WHAT THE TASK ASKS = Among the following entries, how many lines hold the string "EnvFilter"? State only the number.

Stored data entries =
====

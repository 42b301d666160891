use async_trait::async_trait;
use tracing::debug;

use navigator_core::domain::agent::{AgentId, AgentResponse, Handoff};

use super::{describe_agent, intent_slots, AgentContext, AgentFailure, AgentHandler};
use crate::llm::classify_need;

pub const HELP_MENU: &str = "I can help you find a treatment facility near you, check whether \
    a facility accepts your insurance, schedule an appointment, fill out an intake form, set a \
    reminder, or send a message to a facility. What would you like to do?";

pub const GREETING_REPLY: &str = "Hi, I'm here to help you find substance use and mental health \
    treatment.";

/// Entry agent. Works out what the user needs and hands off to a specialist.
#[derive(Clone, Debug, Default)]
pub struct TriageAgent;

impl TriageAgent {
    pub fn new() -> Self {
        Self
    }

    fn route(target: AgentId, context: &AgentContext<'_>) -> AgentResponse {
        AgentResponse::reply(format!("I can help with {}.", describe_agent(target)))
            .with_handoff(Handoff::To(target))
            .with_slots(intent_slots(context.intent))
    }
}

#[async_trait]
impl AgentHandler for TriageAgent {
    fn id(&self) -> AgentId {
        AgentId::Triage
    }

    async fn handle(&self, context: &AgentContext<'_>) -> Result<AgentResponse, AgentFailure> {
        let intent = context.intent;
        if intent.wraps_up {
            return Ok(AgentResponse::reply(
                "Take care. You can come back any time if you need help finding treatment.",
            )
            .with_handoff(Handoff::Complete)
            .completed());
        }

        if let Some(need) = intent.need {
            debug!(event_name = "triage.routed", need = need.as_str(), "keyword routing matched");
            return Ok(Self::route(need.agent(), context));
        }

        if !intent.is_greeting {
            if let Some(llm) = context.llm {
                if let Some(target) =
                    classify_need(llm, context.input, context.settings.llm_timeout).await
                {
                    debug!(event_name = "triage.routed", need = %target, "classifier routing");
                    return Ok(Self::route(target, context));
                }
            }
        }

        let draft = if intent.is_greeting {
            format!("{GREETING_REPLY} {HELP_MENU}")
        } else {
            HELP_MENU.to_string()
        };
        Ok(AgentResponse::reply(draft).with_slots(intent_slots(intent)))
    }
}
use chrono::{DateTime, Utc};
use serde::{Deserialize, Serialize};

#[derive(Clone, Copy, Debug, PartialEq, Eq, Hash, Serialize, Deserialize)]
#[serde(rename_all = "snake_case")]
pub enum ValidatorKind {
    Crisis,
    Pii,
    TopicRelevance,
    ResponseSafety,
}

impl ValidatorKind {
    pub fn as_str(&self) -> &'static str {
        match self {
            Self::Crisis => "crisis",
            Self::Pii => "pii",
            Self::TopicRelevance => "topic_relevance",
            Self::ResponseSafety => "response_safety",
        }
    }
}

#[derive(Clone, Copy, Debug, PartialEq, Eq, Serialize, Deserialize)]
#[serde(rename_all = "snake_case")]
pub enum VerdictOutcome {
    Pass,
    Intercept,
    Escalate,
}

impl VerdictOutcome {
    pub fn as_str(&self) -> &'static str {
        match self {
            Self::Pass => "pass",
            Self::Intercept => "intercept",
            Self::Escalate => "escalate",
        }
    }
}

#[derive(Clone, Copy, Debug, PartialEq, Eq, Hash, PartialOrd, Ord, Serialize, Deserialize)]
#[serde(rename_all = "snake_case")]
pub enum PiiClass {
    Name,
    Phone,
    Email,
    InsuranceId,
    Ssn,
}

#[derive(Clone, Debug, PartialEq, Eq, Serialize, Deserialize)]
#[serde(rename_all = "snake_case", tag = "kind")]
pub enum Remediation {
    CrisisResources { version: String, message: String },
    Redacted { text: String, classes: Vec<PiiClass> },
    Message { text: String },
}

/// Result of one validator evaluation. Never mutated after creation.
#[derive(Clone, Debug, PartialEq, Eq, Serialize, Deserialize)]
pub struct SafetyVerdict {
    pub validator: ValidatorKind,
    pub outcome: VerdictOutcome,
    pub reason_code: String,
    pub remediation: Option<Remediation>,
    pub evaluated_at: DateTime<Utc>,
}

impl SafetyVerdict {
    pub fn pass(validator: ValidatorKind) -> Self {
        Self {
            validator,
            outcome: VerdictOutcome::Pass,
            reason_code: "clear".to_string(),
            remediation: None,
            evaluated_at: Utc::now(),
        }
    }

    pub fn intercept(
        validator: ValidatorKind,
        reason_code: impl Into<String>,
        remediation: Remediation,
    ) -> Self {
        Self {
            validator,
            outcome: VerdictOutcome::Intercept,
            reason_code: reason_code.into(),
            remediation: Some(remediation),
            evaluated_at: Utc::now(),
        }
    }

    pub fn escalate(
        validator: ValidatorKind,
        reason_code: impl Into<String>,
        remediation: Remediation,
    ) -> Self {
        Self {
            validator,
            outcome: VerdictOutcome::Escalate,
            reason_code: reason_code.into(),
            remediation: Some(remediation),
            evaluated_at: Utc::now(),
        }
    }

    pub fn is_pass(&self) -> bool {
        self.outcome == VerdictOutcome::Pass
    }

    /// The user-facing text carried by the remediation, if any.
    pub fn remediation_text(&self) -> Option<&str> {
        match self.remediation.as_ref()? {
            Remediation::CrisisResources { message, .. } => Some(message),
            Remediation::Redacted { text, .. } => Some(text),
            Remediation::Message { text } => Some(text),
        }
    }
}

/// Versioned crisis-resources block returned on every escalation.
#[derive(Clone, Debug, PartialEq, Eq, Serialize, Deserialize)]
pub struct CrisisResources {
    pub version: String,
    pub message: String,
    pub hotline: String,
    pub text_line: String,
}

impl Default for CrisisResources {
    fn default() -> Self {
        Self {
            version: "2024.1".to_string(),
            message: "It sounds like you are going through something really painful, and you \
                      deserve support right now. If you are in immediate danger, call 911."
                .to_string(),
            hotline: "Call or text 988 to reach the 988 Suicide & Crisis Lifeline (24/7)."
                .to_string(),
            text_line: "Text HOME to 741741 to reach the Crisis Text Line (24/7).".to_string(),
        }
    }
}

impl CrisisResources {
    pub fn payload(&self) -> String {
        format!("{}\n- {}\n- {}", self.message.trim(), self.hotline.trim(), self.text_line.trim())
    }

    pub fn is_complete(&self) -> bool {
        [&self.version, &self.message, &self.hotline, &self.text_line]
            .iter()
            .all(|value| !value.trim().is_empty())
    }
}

====

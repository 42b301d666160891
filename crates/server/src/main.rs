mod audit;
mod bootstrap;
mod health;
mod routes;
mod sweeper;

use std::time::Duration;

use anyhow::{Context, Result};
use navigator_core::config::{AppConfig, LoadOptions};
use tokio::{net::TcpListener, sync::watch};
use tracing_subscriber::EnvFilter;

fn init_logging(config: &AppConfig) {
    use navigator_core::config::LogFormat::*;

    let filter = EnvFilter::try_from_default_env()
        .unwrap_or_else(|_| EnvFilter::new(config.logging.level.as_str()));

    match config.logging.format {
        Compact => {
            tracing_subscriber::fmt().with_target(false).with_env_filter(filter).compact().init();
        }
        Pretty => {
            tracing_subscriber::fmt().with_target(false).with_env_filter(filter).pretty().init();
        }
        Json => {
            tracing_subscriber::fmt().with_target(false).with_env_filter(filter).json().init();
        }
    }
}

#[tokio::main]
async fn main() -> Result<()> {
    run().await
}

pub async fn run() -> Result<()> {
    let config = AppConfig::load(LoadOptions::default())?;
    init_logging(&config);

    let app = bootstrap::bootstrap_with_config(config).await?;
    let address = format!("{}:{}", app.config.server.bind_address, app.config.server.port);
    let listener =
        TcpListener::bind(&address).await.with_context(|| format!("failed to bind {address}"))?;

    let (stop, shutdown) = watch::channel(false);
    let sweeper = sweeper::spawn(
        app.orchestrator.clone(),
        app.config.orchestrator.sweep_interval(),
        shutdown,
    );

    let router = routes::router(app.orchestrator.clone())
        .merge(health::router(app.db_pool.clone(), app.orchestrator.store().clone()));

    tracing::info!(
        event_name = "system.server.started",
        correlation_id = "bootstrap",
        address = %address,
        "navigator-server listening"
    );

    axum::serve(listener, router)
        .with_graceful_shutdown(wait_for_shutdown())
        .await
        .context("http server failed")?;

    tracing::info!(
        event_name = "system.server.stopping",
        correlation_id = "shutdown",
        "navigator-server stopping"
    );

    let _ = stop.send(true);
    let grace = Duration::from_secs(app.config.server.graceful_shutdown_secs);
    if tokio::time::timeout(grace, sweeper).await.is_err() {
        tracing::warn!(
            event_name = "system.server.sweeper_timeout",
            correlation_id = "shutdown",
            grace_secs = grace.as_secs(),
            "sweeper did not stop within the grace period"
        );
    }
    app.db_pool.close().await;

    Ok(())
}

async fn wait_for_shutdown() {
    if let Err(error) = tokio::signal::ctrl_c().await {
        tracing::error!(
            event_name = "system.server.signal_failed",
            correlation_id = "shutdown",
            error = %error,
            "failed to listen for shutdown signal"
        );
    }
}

====

PROBLEM SOLUTION = 3